Wednesday, November 30, 2016

The Final Solution: The Sunny Side of a Republican Controlled Congress

If those who wanted Hillary to win had gotten what they wished for, they would have simply gone back to everyday life, with its petty insults, snubs and petty defeats. Now they are bonded together against the threat to all the things they hold dear whether it be the Supreme Court, the dream of universal health care, subsidized college education or globalization. So there's good in the bad. One door closes and another opens. The glass may have been emptied, but it’s still half full. There’s a sunny side of the street that occurs when you share a struggle with somebody. Soldiers in the trenches all have one thing in common: the adversary. Talk to anyone who attends AA meetings.
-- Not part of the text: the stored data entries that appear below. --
//! Backend wire types and the durable sample record.

use chrono::{DateTime, Utc};
use serde::{Deserialize, Serialize};

use crate::capture::AudioFormat;

/// Backend-side lifecycle of an uploaded sample
#[derive(Debug, Clone, Copy, PartialEq, Eq, Serialize, Deserialize)]
#[serde(rename_all = "lowercase")]
pub enum ProcessingStatus {
    Uploaded,
    Queued,
    Processing,
    Completed,
    Failed,
}

impl ProcessingStatus {
    pub fn is_terminal(&self) -> bool {
        matches!(self, ProcessingStatus::Completed | ProcessingStatus::Failed)
    }
}

impl std::fmt::Display for ProcessingStatus {
    fn fmt(&self, f: &mut std::fmt::Formatter<'_>) -> std::fmt::Result {
        let s = match self {
            ProcessingStatus::Uploaded => "uploaded",
            ProcessingStatus::Queued => "queued",
            ProcessingStatus::Processing => "processing",
            ProcessingStatus::Completed => "completed",
            ProcessingStatus::Failed => "failed",
        };
        write!(f, "{}", s)
    }
}

/// A recording once the backend has accepted it
#[derive(Debug, Clone, PartialEq, Serialize, Deserialize)]
pub struct VoiceSample {
    pub sample_id: String,
    pub duration_seconds: f64,
    pub format: AudioFormat,
    pub language_hint: String,
    pub processing_status: ProcessingStatus,
    pub uploaded_at: DateTime<Utc>,
}

/// JSON sidecar sent with the audio payload
#[derive(Debug, Clone, PartialEq, Serialize, Deserialize)]
#[serde(rename_all = "camelCase")]
pub struct UploadMetadata {
    pub language_hint: String,
    pub duration_seconds: f64,
}

/// Upload endpoint response
#[derive(Debug, Clone, PartialEq, Serialize, Deserialize)]
#[serde(rename_all = "camelCase")]
pub struct UploadReceipt {
    pub sample_id: String,
    #[serde(default)]
    pub status: Option<ProcessingStatus>,
}

/// Raw model output and clinical scale scores for one sample
#[derive(Debug, Clone, PartialEq, Serialize, Deserialize)]
#[serde(rename_all = "camelCase")]
pub struct AnalysisPayload {
    pub normal_score: f64,
    pub depression_score: f64,
    pub anxiety_score: f64,
    pub stress_score: f64,
    pub confidence: f64,
    pub phq9_score: f64,
    pub gad7_score: f64,
    pub pss_score: f64,
    pub wemwbs_score: f64,
    /// Explicit escalation signal from the backend
    #[serde(default)]
    pub critical: bool,
    #[serde(default)]
    pub personalization_score: Option<f64>,
}

/// Analyze endpoint response. Blocking backends answer `completed` with the
/// analysis inline; asynchronous ones answer `queued`/`processing`.
#[derive(Debug, Clone, PartialEq, Serialize, Deserialize)]
pub struct AnalyzeResponse {
    pub status: ProcessingStatus,
    #[serde(default)]
    pub analysis: Option<AnalysisPayload>,
    #[serde(default)]
    pub error: Option<String>,
}

/// Status probe response
#[derive(Debug, Clone, PartialEq, Serialize, Deserialize)]
#[serde(rename_all = "camelCase")]
pub struct SampleStatus {
    #[serde(rename = "status")]
    pub processing_status: ProcessingStatus,
    #[serde(default)]
    pub quality_score: Option<f64>,
    #[serde(default)]
    pub error: Option<String>,
}
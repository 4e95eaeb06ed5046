//! Personal baseline tracking.
//!
//! A baseline is established after a fixed number of qualifying analyses.
//! Submissions are also capped per local calendar day; the cap resets at
//! local midnight.

use anyhow::{Context, Result};
use chrono::{Local, NaiveDate};
use serde::{Deserialize, Serialize};
use std::path::Path;
use std::sync::Mutex;
use tracing::{debug, info, warn};

use crate::config::BaselineConfig;
use crate::error::PolicyError;

/// Why a sample was recorded. Only standard samples build the baseline.
#[derive(Debug, Clone, Copy, PartialEq, Eq, Default, Serialize, Deserialize)]
#[serde(rename_all = "lowercase")]
pub enum SampleKind {
    #[default]
    Standard,
    Demo,
    Diagnostic,
}

impl SampleKind {
    pub fn counts_toward_baseline(&self) -> bool {
        matches!(self, SampleKind::Standard)
    }
}

/// Persisted baseline progress for one user
#[derive(Debug, Clone, PartialEq, Serialize, Deserialize)]
#[serde(default)]
pub struct BaselineProgress {
    pub samples_collected: u32,
    pub target_samples: u32,
    pub baseline_established: bool,
    pub daily_samples_remaining: u32,
    /// Consecutive local days with at least one analyzed sample
    pub streak_days: u32,
    /// Backend personalization score in (0, 100], present once established
    pub personalization_score: Option<f64>,
    /// Local day the daily allowance was last reset for
    pub allowance_day: Option<NaiveDate>,
    pub last_sample_day: Option<NaiveDate>,
}

impl Default for BaselineProgress {
    fn default() -> Self {
        Self::new(&BaselineConfig::default())
    }
}

impl BaselineProgress {
    pub fn new(config: &BaselineConfig) -> Self {
        Self {
            samples_collected: 0,
            target_samples: config.target_samples,
            baseline_established: false,
            daily_samples_remaining: config.daily_sample_cap,
            streak_days: 0,
            personalization_score: None,
            allowance_day: None,
            last_sample_day: None,
        }
    }

    /// Fraction of the target collected, clamped to 0..=1
    pub fn completion(&self) -> f64 {
        if self.target_samples == 0 {
            return 1.0;
        }
        (self.samples_collected as f64 / self.target_samples as f64).min(1.0)
    }

    pub fn samples_until_established(&self) -> u32 {
        self.target_samples.saturating_sub(self.samples_collected)
    }

    fn roll_day(&mut self, today: NaiveDate, daily_cap: u32) {
        if self.allowance_day != Some(today) {
            if self.allowance_day.is_some() {
                debug!("New day {}, daily allowance reset to {}", today, daily_cap);
            }
            self.allowance_day = Some(today);
            self.daily_samples_remaining = daily_cap;
        }
    }
}

/// Result of recording one completed analysis
#[derive(Debug, Clone, PartialEq, Serialize, Deserialize)]
pub struct BaselineUpdate {
    pub progress: BaselineProgress,
    /// True only for the update that crossed the target
    pub baseline_just_established: bool,
    /// Whether this sample counted toward the baseline
    pub counted: bool,
}

/// Tracks baseline progress and the per-day allowance
#[derive(Debug)]
pub struct BaselineTracker {
    config: BaselineConfig,
    progress: Mutex<BaselineProgress>,
}

impl BaselineTracker {
    pub fn new(config: BaselineConfig) -> Self {
        Self {
            config,
            progress: Mutex::new(BaselineProgress::new(&config)),
        }
    }

    /// Resume from persisted progress. The configured target wins over the
    /// stored one, but an established baseline is never revoked.
    pub fn from_progress(config: BaselineConfig, mut progress: BaselineProgress) -> Self {
        progress.target_samples = config.target_samples;
        progress.baseline_established = progress.baseline_established
            || progress.samples_collected >= progress.target_samples;
        progress.daily_samples_remaining = progress
            .daily_samples_remaining
            .min(config.daily_sample_cap);
        Self {
            config,
            progress: Mutex::new(progress),
        }
    }

    /// Load persisted progress, starting fresh if the file does not exist
    pub fn load_or_new(config: BaselineConfig, path: &Path) -> Result<Self> {
        if !path.exists() {
            debug!("No baseline file at {:?}, starting fresh", path);
            return Ok(Self::new(config));
        }
        let content = std::fs::read_to_string(path)
            .with_context(|| format!("Failed to read baseline from {:?}", path))?;
        let progress: BaselineProgress =
            serde_json::from_str(&content).context("Failed to parse baseline progress")?;
        Ok(Self::from_progress(config, progress))
    }

    pub fn save(&self, path: &Path) -> Result<()> {
        if let Some(parent) = path.parent() {
            std::fs::create_dir_all(parent)
                .with_context(|| format!("Failed to create {:?}", parent))?;
        }
        let progress = self.lock().clone();
        let content = serde_json::to_string_pretty(&progress)?;
        std::fs::write(path, content)
            .with_context(|| format!("Failed to write baseline to {:?}", path))?;
        Ok(())
    }

    pub fn config(&self) -> BaselineConfig {
        self.config
    }

    fn lock(&self) -> std::sync::MutexGuard<'_, BaselineProgress> {
        self.progress
            .lock()
            .unwrap_or_else(|poisoned| poisoned.into_inner())
    }

    /// Progress as of today's local date
    pub fn snapshot(&self) -> BaselineProgress {
        self.snapshot_on(Local::now().date_naive())
    }

    pub fn snapshot_on(&self, today: NaiveDate) -> BaselineProgress {
        let mut progress = self.lock();
        progress.roll_day(today, self.config.daily_sample_cap);
        progress.clone()
    }

    /// Fail if today's allowance is used up
    pub fn ensure_daily_allowance(&self) -> Result<(), PolicyError> {
        self.ensure_daily_allowance_on(Local::now().date_naive())
    }

    pub fn ensure_daily_allowance_on(&self, today: NaiveDate) -> Result<(), PolicyError> {
        let mut progress = self.lock();
        progress.roll_day(today, self.config.daily_sample_cap);
        if progress.daily_samples_remaining == 0 {
            warn!("Daily sample limit of {} reached", self.config.daily_sample_cap);
            return Err(PolicyError::DailyLimitReached);
        }
        Ok(())
    }

    /// Record one successfully analyzed sample
    pub fn record_analysis(
        &self,
        kind: SampleKind,
        personalization_score: Option<f64>,
    ) -> BaselineUpdate {
        self.record_analysis_on(Local::now().date_naive(), kind, personalization_score)
    }

    pub fn record_analysis_on(
        &self,
        today: NaiveDate,
        kind: SampleKind,
        personalization_score: Option<f64>,
    ) -> BaselineUpdate {
        let mut progress = self.lock();
        progress.roll_day(today, self.config.daily_sample_cap);
        progress.daily_samples_remaining = progress.daily_samples_remaining.saturating_sub(1);

        progress.streak_days = match progress.last_sample_day {
            Some(day) if day == today => progress.streak_days.max(1),
            Some(day) if day.succ_opt() == Some(today) => progress.streak_days + 1,
            _ => 1,
        };
        progress.last_sample_day = Some(today);

        let counted = kind.counts_toward_baseline();
        if counted {
            progress.samples_collected = progress.samples_collected.saturating_add(1);
        }

        let was_established = progress.baseline_established;
        progress.baseline_established =
            was_established || progress.samples_collected >= progress.target_samples;
        let baseline_just_established = !was_established && progress.baseline_established;

        if progress.baseline_established {
            match personalization_score {
                Some(score) if score > 0.0 && score <= 100.0 => {
                    progress.personalization_score = Some(score);
                }
                Some(score) => warn!("Ignoring out-of-range personalization score {}", score),
                None => {}
            }
        }

        if baseline_just_established {
            info!(
                "Baseline established after {} samples",
                progress.samples_collected
            );
        } else {
            debug!(
                "Baseline progress {}/{} ({:?} sample)",
                progress.samples_collected, progress.target_samples, kind
            );
        }

        BaselineUpdate {
            progress: progress.clone(),
            baseline_just_established,
            counted,
        }
    }
}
People have their differences but they’re united in one cause which transcends all their other woes, the desire to stop drinking. “Our primary purpose it to stay sober and help other alcoholics to achieve sobriety,” reads the AA preamble. So now that the initial shock has passed and Democrats face the depressing reality of a Republican controlled congress and executive, there’s a light at the end of the tunnel and that rests in the prospect of comradery with fellow sufferers. Instead of hatred and frustration why not enjoy the strength that can come in unity? It’s one of the reasons people like to congregate at houses of worship, whether they be temples, churches, mosques or simply sports stadiums or concert venues. "So, let the sun shine in, face it with a grin" or just mediate.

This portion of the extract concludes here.